Bloch-Redfield Solver: Time dependent operators

Authors: C. Staufenbiel, 2022

following the instructions in the Bloch-Redfield documentation.


This notebook introduces the usage of time-dependent operators in the Bloch-Redfield solver, which is also described in the corresponding documentation.

We will discuss time-dependent Hamiltonians and time-dependent dissipations. The Bloch-Redfield solver is especially efficient since it uses Cython internally. For correct functioning we have to pass the time dependence in a string-based format.


In [1]:
import numpy as np
from qutip import about, basis, brmesolve, destroy, plot_expectation_values

%matplotlib inline

For our small example, we setup a system with N states and the number operator as Hamiltonian. We can observe that for the constant Hamiltonian and no given a_ops the expectation value $\langle n \rangle $ is a constant.

In [2]:
# num modes
N = 2
# Hamiltonian
a = destroy(N)
H = a.dag() * a

# initial state
psi0 = basis(N, N - 1)

# times for simulation
times = np.linspace(0, 10, 100)

# solve using brmesolve
result_const = brmesolve(H, psi0, times, e_ops=[a.dag() * a])
In [3]:
plot_expectation_values(result_const, ylabels=["<n>"]);

Next we define a string, which describes some time-dependence. We can use functions that are supported by the Cython implementation. A list of all supported functions can be found in the docs. For example, supported functions are sin or exp. The time variable is denoted by t.

In [4]:
time_dependence = "sin(t)"

Time-dependent Hamiltonian

As a first example, we define a time-dependent Hamiltonian (as described here).

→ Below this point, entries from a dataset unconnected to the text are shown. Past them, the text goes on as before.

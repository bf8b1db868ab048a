use super::regression::ols;
use crate::distributions::student_t_two_sided_p;
use crate::error::AnalyticsError;
use core_types::PriceFrame;
use core_types::numeric::observed;
use nalgebra::{DMatrix, DVector};
use serde::Serialize;
use std::collections::BTreeMap;
use tracing::{info, warn};

/// Least-squares line through the observed values against their position.
#[derive(Debug, Clone, Copy, PartialEq, Serialize)]
pub struct LinearTrend {
    pub slope: f64,
    pub intercept: f64,
    pub r_squared: f64,
    /// Two-sided p-value of the slope; `None` with fewer than three points.
    pub p_value: Option<f64>,
}

#[derive(Debug, Clone, PartialEq, Serialize)]
pub struct ColumnTrend {
    /// Rolling mean over `window` rows.
    pub moving_average: Vec<Option<f64>>,
    /// Rolling mean over `2 * window` rows.
    pub long_moving_average: Vec<Option<f64>>,
    pub linear_trend: Option<LinearTrend>,
}

#[derive(Debug, Clone, PartialEq, Serialize)]
pub struct TrendAnalysis {
    pub window: usize,
    pub columns: BTreeMap<String, ColumnTrend>,
}

/// Rolling mean with full-window semantics: an entry is `None` until `window`
/// rows are available and whenever the window contains a missing cell.
pub fn rolling_mean(values: &[Option<f64>], window: usize) -> Vec<Option<f64>> {
    if window == 0 {
        return vec![None; values.len()];
    }
    (0..values.len())
        .map(|i| {
            let start = (i + 1).checked_sub(window)?;
            let slice = &values[start..=i];
            let sum = slice.iter().try_fold(0.0, |acc, v| v.map(|x| acc + x))?;
            Some(sum / window as f64)
        })
        .collect()
}

pub fn linear_trend(values: &[f64]) -> Result<LinearTrend, AnalyticsError> {
    let n = values.len();
    if n < 2 {
        return Err(AnalyticsError::InsufficientData(format!(
            "linear trend needs at least 2 observations, got {n}"
        )));
    }

    let x = DMatrix::from_fn(n, 2, |r, c| if c == 0 { 1.0 } else { r as f64 });
    let y = DVector::from_column_slice(values);

    let (intercept, slope, ssr, se) = if n == 2 {
        let slope = values[1] - values[0];
        (values[0], slope, 0.0, 0.0)
    } else {
        let fit = ols(&x, &y)?;
        (fit.params[0], fit.params[1], fit.ssr, fit.std_errors[1])
    };

    let y_mean = y.mean();
    let sst: f64 = values.iter().map(|v| (v - y_mean).powi(2)).sum();
    let r_squared = if sst == 0.0 { 0.0 } else { 1.0 - ssr / sst };

    let p_value = (n > 2).then(|| {
        if se == 0.0 {
            if slope == 0.0 { 1.0 } else { 0.0 }
        } else {
            student_t_two_sided_p(slope / se, (n - 2) as f64)
        }
    });

    Ok(LinearTrend {
        slope,
        intercept,
        r_squared,
        p_value,
    })
}

/// Moving averages and a linear trend for every column with at least
/// `window` observations.
pub fn trend_analysis(frame: &PriceFrame, window: i64) -> Result<TrendAnalysis, AnalyticsError> {
    if frame.is_empty() {
        return Err(AnalyticsError::EmptyInput("Price frame".to_string()));
    }
    if window <= 0 {
        return Err(AnalyticsError::InvalidParameter(format!(
            "window must be positive, got {window}"
        )));
    }
    let window = window as usize;
    if window > frame.len() {
        return Err(AnalyticsError::InvalidParameter(format!(
            "window ({window}) exceeds data length ({})",
            frame.len()
        )));
    }
    if frame.columns().is_empty() {
        return Err(AnalyticsError::EmptyInput("Numeric column list".to_string()));
    }

    let mut columns = BTreeMap::new();
    for column in frame.columns() {
        let values = observed(&column.values);
        if values.len() < window {
            warn!(column = %column.name, observed = values.len(), window, "Insufficient data for trend analysis.");
            continue;
        }
        columns.insert(
            column.name.clone(),
            ColumnTrend {
                moving_average: rolling_mean(&column.values, window),
                long_moving_average: rolling_mean(&column.values, 2 * window),
                linear_trend: linear_trend(&values).ok(),
            },
        );
    }

    if columns.is_empty() {
        return Err(AnalyticsError::InsufficientData(
            "no column has enough observations for trend analysis".to_string(),
        ));
    }

    info!(columns = columns.len(), window, "Trend analysis completed.");
    Ok(TrendAnalysis { window, columns })
}
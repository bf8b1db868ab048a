use crate::error::CoreError;
use serde::{Deserialize, Serialize};
use std::fmt;
use std::path::PathBuf;
use std::str::FromStr;

/// How missing price cells are handled before analysis.
#[derive(Debug, Clone, Copy, PartialEq, Eq, Hash, Serialize, Deserialize)]
#[serde(rename_all = "snake_case")]
pub enum FillPolicy {
    ForwardFill,
    BackwardFill,
    /// Linear interpolation weighted by the distance in days.
    Interpolate,
    Drop,
}

impl FillPolicy {
    pub const ALL: [FillPolicy; 4] = [
        FillPolicy::ForwardFill,
        FillPolicy::BackwardFill,
        FillPolicy::Interpolate,
        FillPolicy::Drop,
    ];

    pub fn as_str(&self) -> &'static str {
        match self {
            FillPolicy::ForwardFill => "forward_fill",
            FillPolicy::BackwardFill => "backward_fill",
            FillPolicy::Interpolate => "interpolate",
            FillPolicy::Drop => "drop",
        }
    }
}

impl fmt::Display for FillPolicy {
    fn fmt(&self, f: &mut fmt::Formatter<'_>) -> fmt::Result {
        f.write_str(self.as_str())
    }
}

impl FromStr for FillPolicy {
    type Err = CoreError;

    fn from_str(s: &str) -> Result<Self, Self::Err> {
        FillPolicy::ALL
            .into_iter()
            .find(|p| p.as_str() == s)
            .ok_or_else(|| CoreError::UnknownFillPolicy(s.to_string()))
    }
}

/// Sampling frequency of a loaded price table.
#[derive(Debug, Clone, Copy, Default, PartialEq, Eq, Serialize, Deserialize)]
pub enum Frequency {
    #[default]
    #[serde(rename = "D")]
    Daily,
    #[serde(rename = "W")]
    Weekly,
    #[serde(rename = "M")]
    Monthly,
}

impl FromStr for Frequency {
    type Err = CoreError;

    fn from_str(s: &str) -> Result<Self, Self::Err> {
        match s {
            "D" | "daily" => Ok(Frequency::Daily),
            "W" | "weekly" => Ok(Frequency::Weekly),
            "M" | "monthly" => Ok(Frequency::Monthly),
            other => Err(CoreError::UnknownFrequency(other.to_string())),
        }
    }
}

/// Where a dataset came from.
#[derive(Debug, Clone, PartialEq, Eq, Serialize)]
#[serde(tag = "kind", content = "path", rename_all = "snake_case")]
pub enum DataSource {
    File(PathBuf),
    /// Generated in-process because no candidate file existed.
    Synthetic,
}

impl DataSource {
    pub fn is_synthetic(&self) -> bool {
        matches!(self, DataSource::Synthetic)
    }
}

impl fmt::Display for DataSource {
    fn fmt(&self, f: &mut fmt::Formatter<'_>) -> fmt::Result {
        match self {
            DataSource::File(path) => write!(f, "{}", path.display()),
            DataSource::Synthetic => f.write_str("synthetic"),
        }
    }
}

#[cfg(test)]
mod tests {
    use super::*;

    #[test]
    fn fill_policy_round_trips_through_its_name() {
        for policy in FillPolicy::ALL {
            assert_eq!(policy.as_str().parse::<FillPolicy>().unwrap(), policy);
        }
    }

    #[test]
    fn unknown_fill_policy_is_rejected() {
        let err = "mean".parse::<FillPolicy>().unwrap_err();
        assert_eq!(err, CoreError::UnknownFillPolicy("mean".into()));
        assert!(err.to_string().contains("forward_fill"));
    }

    #[test]
    fn frequency_accepts_short_codes() {
        assert_eq!("W".parse::<Frequency>().unwrap(), Frequency::Weekly);
        assert_eq!("monthly".parse::<Frequency>().unwrap(), Frequency::Monthly);
        assert!("Q".parse::<Frequency>().is_err());
    }
}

$$ H = \hat{n} + sin(t) \hat{x} $$

Again, we can solve the dynamics using brmesolve().

In [5]:
H_t = [H, [a + a.dag(), time_dependence]]
result_brme = brmesolve(H_t, psi0, times, e_ops=[a.dag() * a])
plot_expectation_values(result_brme, ylabels=["<n>"]);

Time-dependent dissipation

Above we did not use the noise-power-spectrum, which the Bloch-Redfield solver is mainly used for. This spectrum is passed in the argument a_ops. We can also add a string-based time dependence to a_ops and thereby make the dissipation itself time-dependent.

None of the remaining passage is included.